ISO/IEC27000: Data Leakage Monitoring

Data loss prevention has become a growing problem for organizations that are supporting workforce mobility. Unintentional disclosure of confidential information can lead to high-profile incidents that can have long lasting consequences for an organization. The ISO Data Leakage Monitoring report can assist the organization by highlighting areas of potential data leakage and suspicious activity.

The ISO/IEC 27002:2013 provides a framework that can be used to develop and enhance information security policies for any organization. Each security control and objective provided within the standard can be tailored to specific business and regulatory objectives, and assist with maintaining overall compliance. This report aligns with the ISO/IEC 27002 14.1 control that can assist organizations in protecting data-in-transit, and assuring that protections against data leaks are implemented.
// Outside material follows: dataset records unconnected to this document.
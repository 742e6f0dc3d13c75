use std::collections::BTreeMap;
use std::path::{Path, PathBuf};

use serde::{Deserialize, Deserializer, Serialize};
use uuid::Uuid;

use crate::config::Config;

/// The persisted aggregate. Field names on disk follow the original data file
/// (`totalLies`, `lastLieAt`); the generic names are accepted as aliases.
#[derive(Debug, Clone, Default, PartialEq, Eq, Serialize, Deserialize)]
#[serde(default)]
pub struct LieState {
    #[serde(
        rename = "totalLies",
        alias = "totalCount",
        deserialize_with = "null_as_default"
    )]
    pub total_count: u64,
    #[serde(rename = "lastLieAt", alias = "lastEventAt")]
    pub last_event_at: Option<i64>,
    #[serde(rename = "longestGapMs", deserialize_with = "null_as_default")]
    pub longest_gap_ms: u64,
    #[serde(deserialize_with = "null_as_default")]
    pub users: BTreeMap<String, u64>,
}

impl LieState {
    /// Drops tally rows that could only come from hand edits: zero counts and blank names.
    /// Drops zero-count and blank-name tallies. Counts dropped with a blank name
    /// come off the total too.
    fn normalize(&mut self) {
        let mut dropped: u64 = 0;
        self.users.retain(|name, count| {
            let keep = *count > 0 && !name.trim().is_empty();
            if !keep {
                dropped = dropped.saturating_add(*count);
            }
            keep
        });
        self.total_count = self.total_count.saturating_sub(dropped);
    }
}

fn null_as_default<'de, D, T>(deserializer: D) -> Result<T, D::Error>
where
    D: Deserializer<'de>,
    T: Default + Deserialize<'de>,
{
    Ok(Option::<T>::deserialize(deserializer)?.unwrap_or_default())
}

#[derive(Debug, thiserror::Error)]
pub enum StateStoreError {
    #[error("{message}")]
    Persistence { message: String },
}

/// Whole-file JSON store for [`LieState`].
#[derive(Debug, Clone)]
pub struct StateStore {
    path: PathBuf,
}

impl StateStore {
    pub fn new(path: impl Into<PathBuf>) -> Self {
        Self { path: path.into() }
    }

    pub fn from_config(config: &Config) -> Self {
        Self::new(config.data_path.clone())
    }

    pub fn path(&self) -> &Path {
        &self.path
    }

    /// Reads the state file. Missing, unreadable or malformed files yield the empty state.
    pub async fn load(&self) -> LieState {
        let raw = match tokio::fs::read_to_string(&self.path).await {
            Ok(value) => value,
            Err(error) if error.kind() == std::io::ErrorKind::NotFound => {
                return LieState::default();
            }
            Err(error) => {
                tracing::warn!(
                    target: "lie_tracker.state_store",
                    path = %self.path.display(),
                    error = %error,
                    "failed to read state file; starting from empty state",
                );
                return LieState::default();
            }
        };

        match serde_json::from_str::<LieState>(&raw) {
            Ok(mut state) => {
                state.normalize();
                state
            }
            Err(error) => {
                tracing::warn!(
                    target: "lie_tracker.state_store",
                    path = %self.path.display(),
                    error = %error,
                    "failed to parse state file; starting from empty state",
                );
                LieState::default()
            }
        }
    }

    /// Replaces the state file with `state`. The payload is written to a temporary
    /// sibling first and renamed into place.
    pub async fn save(&self, state: &LieState) -> Result<(), StateStoreError> {
        if let Some(parent) = self.path.parent().filter(|dir| !dir.as_os_str().is_empty()) {
            tokio::fs::create_dir_all(parent)
                .await
                .map_err(|error| StateStoreError::Persistence {
                    message: format!("failed to prepare state directory: {error}"),
                })?;
        }

        let payload =
            serde_json::to_vec_pretty(state).map_err(|error| StateStoreError::Persistence {
                message: format!("failed to encode state payload: {error}"),
            })?;

        let temp_path = self
            .path
            .with_extension(format!("{}.tmp", Uuid::new_v4().simple()));
        if let Err(error) = tokio::fs::write(&temp_path, payload).await {
            let _ = tokio::fs::remove_file(&temp_path).await;
            return Err(StateStoreError::Persistence {
                message: format!("failed to write state payload: {error}"),
            });
        }

        if let Err(error) = tokio::fs::rename(&temp_path, &self.path).await {
            let _ = tokio::fs::remove_file(&temp_path).await;
            return Err(StateStoreError::Persistence {
                message: format!("failed to finalize state payload: {error}"),
            });
        }

        Ok(())
    }
}
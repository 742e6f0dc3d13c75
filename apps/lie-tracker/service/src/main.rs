use std::net::SocketAddr;
use std::path::PathBuf;

use anyhow::{Context, Result};
use clap::Parser;
use lie_tracker_service::build_router;
use lie_tracker_service::config::{Config, GapPolicyKind, LogFormat};
use tokio::net::TcpListener;
use tracing_subscriber::EnvFilter;

#[derive(Parser)]
#[command(name = "lie-tracker-service")]
#[command(about = "Shared lie counter with a per-user leaderboard")]
struct Cli {
    /// Listen address; overrides LIE_TRACKER_BIND_ADDR.
    #[arg(long)]
    bind_addr: Option<SocketAddr>,
    /// Static asset directory; overrides LIE_TRACKER_PUBLIC_DIR.
    #[arg(long)]
    public_dir: Option<PathBuf>,
    /// State file; overrides LIE_TRACKER_DATA_PATH.
    #[arg(long)]
    data_path: Option<PathBuf>,
    /// Gap policy; overrides LIE_TRACKER_GAP_POLICY. The workday window and zone
    /// still come from the environment.
    #[arg(long, value_enum)]
    gap_policy: Option<GapPolicyKind>,
}

#[tokio::main]
async fn main() -> Result<()> {
    let cli = Cli::parse();
    let mut config = Config::from_env().context("load configuration")?;
    apply_cli_overrides(&mut config, cli);

    init_tracing(&config)?;

    let listener = TcpListener::bind(config.bind_addr)
        .await
        .with_context(|| format!("bind {}", config.bind_addr))?;
    let local_addr = listener.local_addr().context("resolve listen address")?;

    tracing::info!(
        target: "lie_tracker.http",
        addr = %local_addr,
        data_path = %config.data_path.display(),
        public_dir = %config.public_dir.display(),
        gap_policy = config.gap_policy().name(),
        "lie tracker listening",
    );

    axum::serve(listener, build_router(config))
        .with_graceful_shutdown(shutdown_signal())
        .await
        .context("serve http")?;

    tracing::info!(target: "lie_tracker.http", "lie tracker stopped");
    Ok(())
}

fn apply_cli_overrides(config: &mut Config, cli: Cli) {
    if let Some(bind_addr) = cli.bind_addr {
        config.bind_addr = bind_addr;
    }
    if let Some(public_dir) = cli.public_dir {
        config.public_dir = public_dir;
    }
    if let Some(data_path) = cli.data_path {
        config.data_path = data_path;
    }
    if let Some(gap_policy_kind) = cli.gap_policy {
        config.gap_policy_kind = gap_policy_kind;
    }
}

fn init_tracing(config: &Config) -> Result<()> {
    let filter = EnvFilter::try_new(&config.log_filter)
        .with_context(|| format!("parse log filter '{}'", config.log_filter))?;
    let builder = tracing_subscriber::fmt().with_env_filter(filter);
    match config.log_format {
        LogFormat::Json => builder.json().init(),
        LogFormat::Text => builder.init(),
    }
    Ok(())
}

async fn shutdown_signal() {
    let ctrl_c = async {
        if let Err(error) = tokio::signal::ctrl_c().await {
            tracing::warn!(target: "lie_tracker.http", error = %error, "failed to listen for ctrl-c");
            std::future::pending::<()>().await;
        }
    };

    #[cfg(unix)]
    let terminate = async {
        match tokio::signal::unix::signal(tokio::signal::unix::SignalKind::terminate()) {
            Ok(mut signal) => {
                signal.recv().await;
            }
            Err(error) => {
                tracing::warn!(target: "lie_tracker.http", error = %error, "failed to listen for SIGTERM");
                std::future::pending::<()>().await;
            }
        }
    };

    #[cfg(not(unix))]
    let terminate = std::future::pending::<()>();

    tokio::select! {
        () = ctrl_c => {}
        () = terminate => {}
    }
}
use std::collections::BTreeMap;

use serde::Serialize;

#[derive(Debug, Clone, PartialEq, Eq, Serialize)]
pub struct LeaderboardEntry {
    pub name: String,
    pub count: u64,
}

/// Ranks users by count (descending), breaking ties by name (ascending, case-sensitive),
/// then keeps the first `limit` rows.
pub fn rank(users: &BTreeMap<String, u64>, limit: usize) -> Vec<LeaderboardEntry> {
    let mut rows: Vec<LeaderboardEntry> = users
        .iter()
        .map(|(name, count)| LeaderboardEntry {
            name: name.clone(),
            count: *count,
        })
        .collect();
    rows.sort_by(|left, right| {
        right
            .count
            .cmp(&left.count)
            .then_with(|| left.name.cmp(&right.name))
    });
    rows.truncate(limit);
    rows
}
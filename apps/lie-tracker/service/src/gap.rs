use chrono::{Duration, FixedOffset, Local, NaiveDate, Offset, TimeZone};

const MINUTES_PER_DAY: u32 = 24 * 60;

/// Daily work window, in minutes after local midnight. `end` may be 1440 (24:00).
#[derive(Debug, Clone, Copy, PartialEq, Eq)]
pub struct WorkWindow {
    start_minute: u32,
    end_minute: u32,
}

impl WorkWindow {
    pub fn new(start_minute: u32, end_minute: u32) -> Option<Self> {
        if start_minute >= end_minute || end_minute > MINUTES_PER_DAY {
            return None;
        }
        Some(Self {
            start_minute,
            end_minute,
        })
    }

    pub fn start_minute(&self) -> u32 {
        self.start_minute
    }

    pub fn end_minute(&self) -> u32 {
        self.end_minute
    }
}

impl Default for WorkWindow {
    fn default() -> Self {
        Self {
            start_minute: 8 * 60,
            end_minute: 17 * 60,
        }
    }
}

/// Zone whose calendar days and wall-clock window the workday policy follows.
#[derive(Debug, Clone, Copy, PartialEq, Eq)]
pub enum WorkdayZone {
    Local,
    Fixed(FixedOffset),
}

#[derive(Debug, Clone, Copy, PartialEq, Eq)]
pub enum GapPolicy {
    /// Plain wall-clock delta.
    Raw,
    /// Only time inside each calendar day's work window counts. Weekends are not skipped.
    Workday {
        window: WorkWindow,
        zone: WorkdayZone,
    },
}

impl GapPolicy {
    pub fn name(&self) -> &'static str {
        match self {
            Self::Raw => "raw",
            Self::Workday { .. } => "workday",
        }
    }
}

/// Elapsed metric between two event timestamps (epoch milliseconds).
///
/// Returns 0 when there is no previous event or when `current` does not come after it.
pub fn compute_gap_ms(previous: Option<i64>, current: i64, policy: &GapPolicy) -> u64 {
    let Some(previous) = previous else {
        return 0;
    };
    if current <= previous {
        return 0;
    }

    match policy {
        GapPolicy::Raw => current.abs_diff(previous),
        GapPolicy::Workday { window, zone } => match zone {
            WorkdayZone::Local => workday_gap_ms(&Local, previous, current, *window),
            WorkdayZone::Fixed(offset) => workday_gap_ms(offset, previous, current, *window),
        },
    }
}

fn workday_gap_ms<Tz: TimeZone>(zone: &Tz, start_ms: i64, end_ms: i64, window: WorkWindow) -> u64 {
    let (Some(start), Some(end)) = (
        zone.timestamp_millis_opt(start_ms).single(),
        zone.timestamp_millis_opt(end_ms).single(),
    ) else {
        return 0;
    };

    let mut day = start.date_naive();
    let last_day = end.date_naive();
    let mut total: u64 = 0;

    while day <= last_day {
        let open = local_instant_ms(zone, day, window.start_minute);
        let close = local_instant_ms(zone, day, window.end_minute);
        if let (Some(open), Some(close)) = (open, close) {
            let from = start_ms.max(open);
            let to = end_ms.min(close);
            if to > from {
                total = total.saturating_add(to.abs_diff(from));
            }
        }

        let Some(next) = day.succ_opt() else {
            break;
        };
        day = next;
    }

    total
}

/// Epoch milliseconds of `minute` minutes past local midnight on `day`.
///
/// Ambiguous wall-clock times resolve to the earliest instant. Times skipped by a
/// forward DST jump are read with the offset in force before the jump, which lands
/// them past the gap by its length (00:30 in a 00:00-01:00 gap becomes 01:30).
fn local_instant_ms<Tz: TimeZone>(zone: &Tz, day: NaiveDate, minute: u32) -> Option<i64> {
    let midnight = day.and_hms_opt(0, 0, 0)?;
    let wall_clock = midnight.checked_add_signed(Duration::minutes(i64::from(minute)))?;
    if let Some(instant) = zone.from_local_datetime(&wall_clock).earliest() {
        return Some(instant.timestamp_millis());
    }

    let before_gap = wall_clock.checked_sub_signed(Duration::days(1))?;
    let offset = zone.offset_from_local_datetime(&before_gap).earliest()?.fix();
    let offset_ms = i64::from(offset.local_minus_utc()) * 1000;
    Some(wall_clock.and_utc().timestamp_millis() - offset_ms)
}
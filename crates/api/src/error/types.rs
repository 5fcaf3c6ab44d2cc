//! Error type definitions for signature operations

/// Primary error type for the public latsig API
#[derive(Debug, Clone, PartialEq, Eq)]
pub enum Error {
    /// Invalid key error
    InvalidKey {
        context: &'static str,
        message: String,
    },

    /// Invalid signature error (including failed verification)
    InvalidSignature {
        context: &'static str,
        message: String,
    },

    /// Invalid length error with context
    InvalidLength {
        context: &'static str,
        expected: usize,
        actual: usize,
    },

    /// Invalid parameter error
    InvalidParameter {
        context: &'static str,
        message: String,
    },

    /// Serialization error
    SerializationError {
        context: &'static str,
        message: String,
    },

    /// Random generation error
    RandomGenerationError {
        context: &'static str,
        message: String,
    },

    /// Other error
    Other {
        context: &'static str,
        message: String,
    },
}

/// Result type for latsig operations
pub type Result<T> = core::result::Result<T, Error>;

impl Error {
    /// Replace the context of an existing error, keeping its message
    pub fn with_context(self, context: &'static str) -> Self {
        match self {
            Self::InvalidKey { message, .. } => Self::InvalidKey { context, message },
            Self::InvalidSignature { message, .. } => Self::InvalidSignature { context, message },
            Self::InvalidLength { expected, actual, .. } => Self::InvalidLength {
                context,
                expected,
                actual,
            },
            Self::InvalidParameter { message, .. } => Self::InvalidParameter { context, message },
            Self::SerializationError { message, .. } => {
                Self::SerializationError { context, message }
            }
            Self::RandomGenerationError { message, .. } => {
                Self::RandomGenerationError { context, message }
            }
            Self::Other { message, .. } => Self::Other { context, message },
        }
    }

    /// Replace the message of an existing error
    pub fn with_message(self, message: impl Into<String>) -> Self {
        let message = message.into();
        match self {
            Self::InvalidKey { context, .. } => Self::InvalidKey { context, message },
            Self::InvalidSignature { context, .. } => Self::InvalidSignature { context, message },
            Self::InvalidLength { context, expected, actual } => Self::InvalidLength {
                context,
                expected,
                actual,
            },
            Self::InvalidParameter { context, .. } => Self::InvalidParameter { context, message },
            Self::SerializationError { context, .. } => {
                Self::SerializationError { context, message }
            }
            Self::RandomGenerationError { context, .. } => {
                Self::RandomGenerationError { context, message }
            }
            Self::Other { context, .. } => Self::Other { context, message },
        }
    }

    /// Returns the static context string attached to the error
    pub fn context(&self) -> &'static str {
        match self {
            Self::InvalidKey { context, .. }
            | Self::InvalidSignature { context, .. }
            | Self::InvalidLength { context, .. }
            | Self::InvalidParameter { context, .. }
            | Self::SerializationError { context, .. }
            | Self::RandomGenerationError { context, .. }
            | Self::Other { context, .. } => context,
        }
    }
}

impl core::fmt::Display for Error {
    fn fmt(&self, f: &mut core::fmt::Formatter<'_>) -> core::fmt::Result {
        match self {
            Self::InvalidKey { context, message } => {
                write!(f, "Invalid key: {}: {}", context, message)
            }
            Self::InvalidSignature { context, message } => {
                write!(f, "Invalid signature: {}: {}", context, message)
            }
            Self::InvalidLength { context, expected, actual } => {
                write!(
                    f,
                    "{}: invalid length (expected {}, got {})",
                    context, expected, actual
                )
            }
            Self::InvalidParameter { context, message } => {
                write!(f, "{}: {}", context, message)
            }
            Self::SerializationError { context, message } => {
                write!(f, "Serialization error: {}: {}", context, message)
            }
            Self::RandomGenerationError { context, message } => {
                write!(f, "Random generation error: {}: {}", context, message)
            }
            Self::Other { context, message } => {
                write!(f, "{}: {}", context, message)
            }
        }
    }
}

#[cfg(test)]
mod tests {
    use super::*;

    #[test]
    fn test_with_context_keeps_message() {
        let err = Error::InvalidSignature {
            context: "verify",
            message: "challenge mismatch".into(),
        }
        .with_context("Dilithium2");

        assert_eq!(err.context(), "Dilithium2");
        assert_eq!(
            err.to_string(),
            "Invalid signature: Dilithium2: challenge mismatch"
        );
    }

    #[test]
    fn test_length_display() {
        let err = Error::InvalidLength {
            context: "public key",
            expected: 1184,
            actual: 12,
        };
        assert_eq!(
            err.to_string(),
            "public key: invalid length (expected 1184, got 12)"
        );
        // Length errors carry no free-form message
        assert_eq!(err.clone().with_message("ignored"), err);
    }
}
//! Arithmetic and symmetric primitives for lattice signatures
//!
//! This crate provides the building blocks the signature scheme in
//! `latsig-sign` is assembled from:
//!
//! - [`poly`]: reduction modulo q = 8380417, the negacyclic NTT, typed
//!   coefficient/NTT-domain polynomials and LSB-first bit packing
//! - [`xof`]: SHAKE-128 and SHAKE-256 behind an incremental
//!   absorb/squeeze interface
//! - [`error`]: the primitive error type and validation helpers

#![forbid(unsafe_code)]
#![deny(missing_docs)]

// Error module and re-exports
pub mod error;
pub use error::{validate, Error, Result};

// Polynomial engine
pub mod poly;

// Extendable output functions
pub mod xof;
pub use xof::{ExtendableOutputFunction, ShakeXof128, ShakeXof256};
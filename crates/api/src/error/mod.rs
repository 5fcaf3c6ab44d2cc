//! Error handling for the latsig crates

pub mod traits;
pub mod types;

// Re-export the primary error type and result
pub use types::{Error, Result};

// Re-export error traits
pub use traits::ResultExt;

impl From<rand::Error> for Error {
    fn from(e: rand::Error) -> Self {
        Self::RandomGenerationError {
            context: "rng",
            message: e.to_string(),
        }
    }
}

impl std::error::Error for Error {}
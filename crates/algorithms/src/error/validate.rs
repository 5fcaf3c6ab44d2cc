//! Validation helpers for primitive inputs

use super::{Error, Result};

/// Validate a parameter condition
#[inline(always)]
pub fn parameter(condition: bool, name: &'static str, reason: &'static str) -> Result<()> {
    if !condition {
        return Err(Error::param(name, reason));
    }
    Ok(())
}

/// Validate an exact length
#[inline(always)]
pub fn length(context: &'static str, actual: usize, expected: usize) -> Result<()> {
    if actual != expected {
        return Err(Error::Length {
            context,
            expected,
            actual,
        });
    }
    Ok(())
}

/// Validate that a length is a whole number of blocks
#[inline(always)]
pub fn block_multiple(context: &'static str, actual: usize, block: usize) -> Result<()> {
    if block == 0 || actual % block != 0 {
        return Err(Error::Length {
            context,
            expected: (actual / block.max(1) + 1) * block,
            actual,
        });
    }
    Ok(())
}
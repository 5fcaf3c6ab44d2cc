//! SHAKE extendable output functions (FIPS 202)
//!
//! The Keccak permutation comes from the RustCrypto `sha3` crate; this
//! module only adds the absorb/squeeze state machine used by the samplers.

use core::mem;

use latsig_params::utils::hash::{
    SHAKE128_RATE, SHAKE128_SECURITY_LEVEL, SHAKE256_RATE, SHAKE256_SECURITY_LEVEL,
};
use sha3::digest::{ExtendableOutput, Update, XofReader};
use sha3::{Shake128, Shake256};

use super::ExtendableOutputFunction;
use crate::error::{Error, Result};

/// Compile-time description of a SHAKE variant
pub trait ShakeVariant: Default + Update + ExtendableOutput + Clone {
    /// Sponge rate in bytes
    const RATE: usize;
    /// Security level in bits
    const SECURITY_LEVEL: usize;
    /// Algorithm identifier used in error contexts
    const ALGORITHM_ID: &'static str;
}

impl ShakeVariant for Shake128 {
    const RATE: usize = SHAKE128_RATE;
    const SECURITY_LEVEL: usize = SHAKE128_SECURITY_LEVEL;
    const ALGORITHM_ID: &'static str = "SHAKE-128";
}

impl ShakeVariant for Shake256 {
    const RATE: usize = SHAKE256_RATE;
    const SECURITY_LEVEL: usize = SHAKE256_SECURITY_LEVEL;
    const ALGORITHM_ID: &'static str = "SHAKE-256";
}

enum State<H: ExtendableOutput> {
    Absorbing(H),
    Squeezing(H::Reader),
}

/// Incremental SHAKE instance
pub struct ShakeXof<H: ShakeVariant> {
    state: State<H>,
}

/// SHAKE-128 with a 168-byte rate
pub type ShakeXof128 = ShakeXof<Shake128>;

/// SHAKE-256 with a 136-byte rate
pub type ShakeXof256 = ShakeXof<Shake256>;

impl<H: ShakeVariant> Clone for ShakeXof<H>
where
    H::Reader: Clone,
{
    fn clone(&self) -> Self {
        let state = match &self.state {
            State::Absorbing(h) => State::Absorbing(h.clone()),
            State::Squeezing(r) => State::Squeezing(r.clone()),
        };
        Self { state }
    }
}

impl<H: ShakeVariant> ShakeXof<H> {
    /// Returns true once output has been requested
    pub fn is_squeezing(&self) -> bool {
        matches!(self.state, State::Squeezing(_))
    }
}

impl<H: ShakeVariant> ExtendableOutputFunction for ShakeXof<H> {
    const RATE: usize = H::RATE;

    fn new() -> Self {
        Self {
            state: State::Absorbing(H::default()),
        }
    }

    fn update(&mut self, data: &[u8]) -> Result<()> {
        match &mut self.state {
            State::Absorbing(h) => {
                h.update(data);
                Ok(())
            }
            State::Squeezing(_) => Err(Error::xof_state(
                H::ALGORITHM_ID,
                "cannot absorb after output has been squeezed",
            )),
        }
    }

    fn finalize(&mut self) -> Result<()> {
        if let State::Absorbing(h) = &mut self.state {
            let hasher = mem::take(h);
            self.state = State::Squeezing(hasher.finalize_xof());
        }
        Ok(())
    }

    fn squeeze(&mut self, output: &mut [u8]) -> Result<()> {
        self.finalize()?;
        match &mut self.state {
            State::Squeezing(reader) => {
                reader.read(output);
                Ok(())
            }
            State::Absorbing(_) => Err(Error::xof_state(H::ALGORITHM_ID, "finalize failed")),
        }
    }

    fn reset(&mut self) -> Result<()> {
        self.state = State::Absorbing(H::default());
        Ok(())
    }

    fn security_level() -> usize {
        H::SECURITY_LEVEL
    }
}

#[cfg(test)]
mod tests;
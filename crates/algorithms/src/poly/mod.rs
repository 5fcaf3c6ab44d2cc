//! Polynomial arithmetic over R_q = Z_q[X]/(X^256 + 1), q = 8380417
//!
//! This module provides the ring layer used by the lattice signature
//! scheme: modular reduction, the NTT, typed coefficient/NTT-domain
//! polynomials and the bit packer used by every serialized format.

pub mod ntt;
pub mod polynomial;
pub mod reduce;
pub mod serialize;

/// Prelude for easy importing of common polynomial types and functions.
pub mod prelude {
    pub use super::ntt::{invntt_montgomery, ntt, INVNTT_SCALE, ZETAS, ZETAS_INV};
    pub use super::polynomial::{NttPoly, Poly};
    pub use super::reduce::{csubq, freeze, montgomery_reduce, reduce32};
    pub use super::serialize::{bytes_required, pack_bits, unpack_bits};
}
When dealing with data loss, many organizations struggle to find a balance in stopping data from slipping through exit points. Knowing which devices and services employees are using to access data can be difficult to monitor. As mobility needs increase, many employees rely on e-mail, USB drives, and cloud services to copy and store data remotely.  Portable devices and remote storage services have the possibility of not including encryption technologies, which can allow data to be disclosed unintentionally or through malicious activity. While data loss prevention (DLP) solutions can prevent sensitive data from leaving the network, this can also reduce employee productivity by blocking access to remote storage endpoints. Before deploying DLP solutions, organizations should first determine where sensitive data is being stored, who is accessing it, and any sensitive data-in-transit.

This report can complement existing DLP solutions by providing a unique look at potential areas of data leakage on a network. Information on e-mail file attachments, cloud services activity, P2P file sharing events, and USB device usage is included within this report. Hosts are scanned for both Instant Messenger (IM) clients and IRC activity, which provide file transfer abilities. Port summary information is included to detect IM and IRC client traffic on non-standard ports. This information is useful in identifying hosts that are trying to bypass firewall security policies or DLP solutions. Hosts are scanned in real-time by the Nessus Network Monitor (NNM) to detect e-mail attachments from Microsoft Office, Adobe PDF, and ZIP files. NNM also highlights data leakage events from social security numbers and credit card data. Both current and previously used USB devices that have been connected to Windows hosts are also included in this report. Together, the elements in this report will assist organizations in improving data security and data loss prevention strategies. 

This report is available in the Tenable.sc Feed, a comprehensive collection of dashboards, reports, Assurance Report Cards, and assets. The report can be easily located in the Tenable.sc Feed under the category Compliance & Configuration Assessment. The report requirements are:

• Tenable.sc 5.3.2
• Nessus 8.5.1
• LCE 6.0.0
• NNM 5.9.0

Tenable.sc Continuous View (CV) is the market-defining continuous network monitoring platform. Tenable.sc CV uses Nessus and NNM to continuously monitor networks, applications, cloud infrastructure, and advanced threats. Tenable’s Log Correlation Engine (LCE) performs automatic discovery of users, infrastructure, and vulnerabilities across more technologies than any other vendor including operating systems, network devices, hypervisors, databases, tablets, phones, web servers, and critical infrastructure. Using Tenable.sc CV, organizations will obtain the most comprehensive and integrated view of its network devices and sources of potential data leakage.

The report contains the following chapters:

• Executive Summary: The Executive Summary chapter presents an overview of data leakage events across the enterprise. The chapters within this report will provide targeted information that organizations can use to quickly identify potential data leakage and other areas of concern. This report aligns with the ISO/IEC 27002 14.1 control that can assist organizations in protecting data-in-transit, and assuring that protections against data leaks are implemented.
• Data Leakage Summary: The Data Leakage Summary chapter provides a comprehensive look at data leakage events across a network. Information presented within this chapter will include a summary of cloud services, peer-to-peer (P2P), instant messenger, and IRC activity. Additional elements include a summary of e-mail file attachments, confidential, and sensitive events. Cloud services, e-mail attachments, and instant messaging all provide potential exit points for data. Organizations should monitor all possible exit point to reduce the chance of data leakage.
• USB Device Summary: Monitoring USB activity can help to reduce or mitigate data leakage and potential security threats. This chapter focuses on USB events on Windows systems. Each element includes information on when a device was attached, device name, and drive letter in use. Each element provides valuable information organizations can use to identify data leakage entry points and exit points on a network.